I.S. Panchenko1, V.V. Rodionov2, O.V. Burmenskaya2, V.V. Kometova2, V.K. Bozhenko3, M.G. Sharafutdinov1, S.V. Panchenko1, L.V. Matveeva1
1Ulyanovsk State University, Ulyanovsk
2National Medical Research Center for Obstetrics, Gynecology and Perinatology named after Acad. V.I. Kulakov, Moscow
3Russian Scientific Center of Roentgenoradiology, Moscow
Panchenko Ivan S. ― postgraduate student of the Department of Oncology and Radiation Diagnostics of the Faculty of Medicine named T.Z. Biktimirov of Ulyanovsk State University, surgeon of the Regional Clinical Oncological Dispensary
42 L. Tolstoy Str., Ulyanovsk, 432063, Russian Federation., tel.: +7-917-614-07-20, (8422) 32-39-05, e-mail: email@example.com, SPIN-code: 3171-5174, Author ID: 1023772; ORCID ID: 0000-0001-7923-4317
Abstract. Breast cancer is the most common malignant tumors in women in the world. One of most unfavorable biological breast subtype ― is the triple negative breast cancer (TNBC). It occurs in young age, and characterized high rate of locoregional rates and distant metastases. Currently, according to molecular genetic profiling, TNBC ― is a group of tumors with different prognosis, course and response to treatment. In our study we analyzed the molecular genetic profiling of 246 cases of triple negative breast cancer. 45 genes were included in our gene signature. Using K-means clustering method, it was possible to identify 4 tumor clusters with different clinical and morphological features. The most indicative were patients of clusters 2 and 3, since it was in these clusters that most of the proposed genes were overexpressed.
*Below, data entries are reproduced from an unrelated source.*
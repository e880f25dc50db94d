//! Data Augmentation Module
//!
//! Random geometric augmentation in the style of Keras' `ImageDataGenerator`:
//! one affine transform per image composed of rotation, shift, shear and zoom
//! about the image centre, sampled bilinearly, followed by an optional
//! horizontal flip. Pixel values are rescaled while converting to CHW floats.
//!
//! # Augmentation Strategy
//!
//! - **Training**: full random transform, then rescale
//! - **Validation/Prediction**: rescale only

use image::imageops::FilterType;
use image::{DynamicImage, RgbImage};
use rand::Rng;
use rand_chacha::ChaCha8Rng;
use serde::{Deserialize, Serialize};

use crate::utils::error::{HandSignError, Result};

/// How pixels that map outside the source image are filled
#[derive(Debug, Clone, Copy, PartialEq, Eq, Serialize, Deserialize)]
#[serde(rename_all = "lowercase")]
pub enum FillMode {
    /// Replicate the nearest edge pixel
    Nearest,
    /// Fill with black
    Constant,
}

/// Configuration for data augmentation
#[derive(Clone, Debug, PartialEq, Serialize, Deserialize)]
#[serde(default)]
pub struct AugmentationConfig {
    /// Multiplier applied to raw 0-255 intensities
    pub rescale: f32,
    /// Maximum rotation in degrees (±)
    pub rotation_range: f32,
    /// Horizontal shift as a fraction of width (±)
    pub width_shift_range: f32,
    /// Vertical shift as a fraction of height (±)
    pub height_shift_range: f32,
    /// Shear angle in degrees (±)
    pub shear_range: f32,
    /// Zoom factors are drawn from [1 - zoom_range, 1 + zoom_range] per axis
    pub zoom_range: f32,
    /// Flip left-right with probability 0.5
    pub horizontal_flip: bool,
    pub fill_mode: FillMode,
}

impl Default for AugmentationConfig {
    fn default() -> Self {
        Self {
            rescale: 1.0 / 255.0,
            rotation_range: 40.0,
            width_shift_range: 0.2,
            height_shift_range: 0.2,
            shear_range: 0.2,
            zoom_range: 0.2,
            horizontal_flip: true,
            fill_mode: FillMode::Nearest,
        }
    }
}

impl AugmentationConfig {
    /// Rescale only; used for validation and prediction
    pub fn rescale_only() -> Self {
        Self {
            rotation_range: 0.0,
            width_shift_range: 0.0,
            height_shift_range: 0.0,
            shear_range: 0.0,
            zoom_range: 0.0,
            horizontal_flip: false,
            ..Self::default()
        }
    }

    /// Whether any random geometric transform is enabled
    pub fn is_geometric(&self) -> bool {
        self.rotation_range != 0.0
            || self.width_shift_range != 0.0
            || self.height_shift_range != 0.0
            || self.shear_range != 0.0
            || self.zoom_range != 0.0
            || self.horizontal_flip
    }

    pub fn validate(&self) -> Result<()> {
        let ranges = [
            ("rotation_range", self.rotation_range),
            ("width_shift_range", self.width_shift_range),
            ("height_shift_range", self.height_shift_range),
            ("shear_range", self.shear_range),
            ("zoom_range", self.zoom_range),
        ];
        if let Some((name, _)) = ranges.iter().find(|(_, v)| !(*v >= 0.0)) {
            return Err(HandSignError::Config(format!(
                "augmentation.{} must be non-negative",
                name
            )));
        }
        if self.zoom_range >= 1.0 {
            return Err(HandSignError::Config(
                "augmentation.zoom_range must be < 1.0".into(),
            ));
        }
        if !(self.rescale > 0.0) {
            return Err(HandSignError::Config(
                "augmentation.rescale must be positive".into(),
            ));
        }
        Ok(())
    }
}

/// Parameters of one sampled transform
#[derive(Debug, Clone, Copy, PartialEq)]
pub struct TransformParams {
    /// Rotation in radians
    pub theta: f32,
    /// Row shift in pixels
    pub tx: f32,
    /// Column shift in pixels
    pub ty: f32,
    /// Shear in radians
    pub shear: f32,
    /// Row zoom
    pub zx: f32,
    /// Column zoom
    pub zy: f32,
    pub flip_horizontal: bool,
}

impl TransformParams {
    pub fn identity() -> Self {
        Self {
            theta: 0.0,
            tx: 0.0,
            ty: 0.0,
            shear: 0.0,
            zx: 1.0,
            zy: 1.0,
            flip_horizontal: false,
        }
    }

    /// Map an output (row, col) to its source (row, col).
    ///
    /// Composition is rotation · shift · shear · zoom about the centre.
    fn source(&self, row: f32, col: f32, center: (f32, f32)) -> (f32, f32) {
        let (cr, cc) = center;
        let (r, c) = (row - cr, col - cc);

        // zoom
        let (r, c) = (r * self.zx, c * self.zy);
        // shear
        let (r, c) = (r - self.shear.sin() * c, self.shear.cos() * c);
        // shift
        let (r, c) = (r + self.tx, c + self.ty);
        // rotation
        let (sin, cos) = self.theta.sin_cos();
        let (r, c) = (cos * r - sin * c, sin * r + cos * c);

        (r + cr, c + cc)
    }
}

/// Image augmenter producing CHW float data
#[derive(Clone, Debug)]
pub struct Augmenter {
    config: AugmentationConfig,
    image_size: u32,
}

impl Augmenter {
    pub fn new(config: AugmentationConfig, image_size: u32) -> Self {
        Self { config, image_size }
    }

    /// Augmenter that only rescales
    pub fn rescale_only(image_size: u32) -> Self {
        Self::new(AugmentationConfig::rescale_only(), image_size)
    }

    pub fn config(&self) -> &AugmentationConfig {
        &self.config
    }

    pub fn image_size(&self) -> u32 {
        self.image_size
    }

    /// Resize to the target square with nearest-neighbour sampling
    pub fn resize(&self, img: &DynamicImage) -> RgbImage {
        img.resize_exact(self.image_size, self.image_size, FilterType::Nearest)
            .to_rgb8()
    }

    /// Draw random transform parameters for an image of `height` x `width`
    pub fn sample_params(&self, rng: &mut ChaCha8Rng, height: u32, width: u32) -> TransformParams {
        let cfg = &self.config;
        let mut params = TransformParams::identity();

        if cfg.rotation_range > 0.0 {
            params.theta = rng
                .gen_range(-cfg.rotation_range..=cfg.rotation_range)
                .to_radians();
        }
        if cfg.height_shift_range > 0.0 {
            params.tx = rng.gen_range(-cfg.height_shift_range..=cfg.height_shift_range)
                * height as f32;
        }
        if cfg.width_shift_range > 0.0 {
            params.ty =
                rng.gen_range(-cfg.width_shift_range..=cfg.width_shift_range) * width as f32;
        }
        if cfg.shear_range > 0.0 {
            params.shear = rng
                .gen_range(-cfg.shear_range..=cfg.shear_range)
                .to_radians();
        }
        if cfg.zoom_range > 0.0 {
            let (lo, hi) = (1.0 - cfg.zoom_range, 1.0 + cfg.zoom_range);
            params.zx = rng.gen_range(lo..=hi);
            params.zy = rng.gen_range(lo..=hi);
        }
        if cfg.horizontal_flip {
            params.flip_horizontal = rng.gen::<f32>() < 0.5;
        }

        params
    }

    /// Random transform then rescale, as CHW floats
    pub fn augment(&self, img: &RgbImage, rng: &mut ChaCha8Rng) -> Vec<f32> {
        if !self.config.is_geometric() {
            return self.to_tensor_data(img);
        }
        let (width, height) = img.dimensions();
        let params = self.sample_params(rng, height, width);
        self.apply(img, &params)
    }

    /// Apply a fixed transform then rescale, as CHW floats
    pub fn apply(&self, img: &RgbImage, params: &TransformParams) -> Vec<f32> {
        let (width, height) = img.dimensions();
        let (w, h) = (width as usize, height as usize);
        let plane = w * h;
        let center = ((height as f32 - 1.0) / 2.0, (width as f32 - 1.0) / 2.0);
        let mut data = vec![0.0f32; 3 * plane];

        for row in 0..h {
            for col in 0..w {
                let (sr, sc) = params.source(row as f32, col as f32, center);
                let pixel = self.sample(img, sr, sc);
                let out_col = if params.flip_horizontal { w - 1 - col } else { col };
                for (c, value) in pixel.iter().enumerate() {
                    data[c * plane + row * w + out_col] = value * self.config.rescale;
                }
            }
        }

        data
    }

    /// Bilinear sample at (row, col) honouring the fill mode
    fn sample(&self, img: &RgbImage, row: f32, col: f32) -> [f32; 3] {
        let (width, height) = img.dimensions();
        let max_r = height as f32 - 1.0;
        let max_c = width as f32 - 1.0;

        let (row, col) = match self.config.fill_mode {
            FillMode::Nearest => (row.clamp(0.0, max_r), col.clamp(0.0, max_c)),
            FillMode::Constant => {
                if row < 0.0 || col < 0.0 || row > max_r || col > max_c {
                    return [0.0; 3];
                }
                (row, col)
            }
        };

        let r0 = row.floor() as u32;
        let c0 = col.floor() as u32;
        let r1 = (r0 + 1).min(height - 1);
        let c1 = (c0 + 1).min(width - 1);
        let fr = row - r0 as f32;
        let fc = col - c0 as f32;

        let p00 = img.get_pixel(c0, r0);
        let p01 = img.get_pixel(c1, r0);
        let p10 = img.get_pixel(c0, r1);
        let p11 = img.get_pixel(c1, r1);

        let mut out = [0.0f32; 3];
        for (c, v) in out.iter_mut().enumerate() {
            *v = p00[c] as f32 * (1.0 - fr) * (1.0 - fc)
                + p01[c] as f32 * (1.0 - fr) * fc
                + p10[c] as f32 * fr * (1.0 - fc)
                + p11[c] as f32 * fr * fc;
        }
        out
    }

    /// Rescale only, as CHW floats
    pub fn to_tensor_data(&self, img: &RgbImage) -> Vec<f32> {
        let (width, height) = img.dimensions();
        let mut data = Vec::with_capacity(3 * height as usize * width as usize);

        for c in 0..3 {
            for y in 0..height {
                for x in 0..width {
                    data.push(img.get_pixel(x, y)[c] as f32 * self.config.rescale);
                }
            }
        }

        data
    }
}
Cluster 1 characterized by hypoexpression of most genes, while patients of 4 cluster characterized average values of most genes. Each of resulting clusters had «molecular genetic» portrait, which provided information about the predominance of certain signaling pathways in the tumor, the impact of which can be used as an additional option in the treatment of patients with TNBC. It was possible to identify clinical and morphological features that were statistically significantly different (p≤0,05) in the presented molecular genetic clusters: clinical stage, status of regional lymph nodes, histological subtype, degree of tumor differentiation, Ki67 level. In addition, when we comparing the immunohistochemical (IHC) subtype of the tumor with the molecular type of the tumor, it turned out that the most heterogeneous cluster was the cluster 4, in which only 64,1% of tumors were true triple negative. Thus, molecular genetic profiling of triple negative breast cancer, in our opinion, should be considered as a perspective diagnostic method for this disease, as it will help to choose a correct and personalized treatment for an individual patient.
Key words: triple negative breast cancer (TNBC), clustering, molecular genetic profiling, clinical and morphological features, gene signature, locoregional recurrence, distant metastases.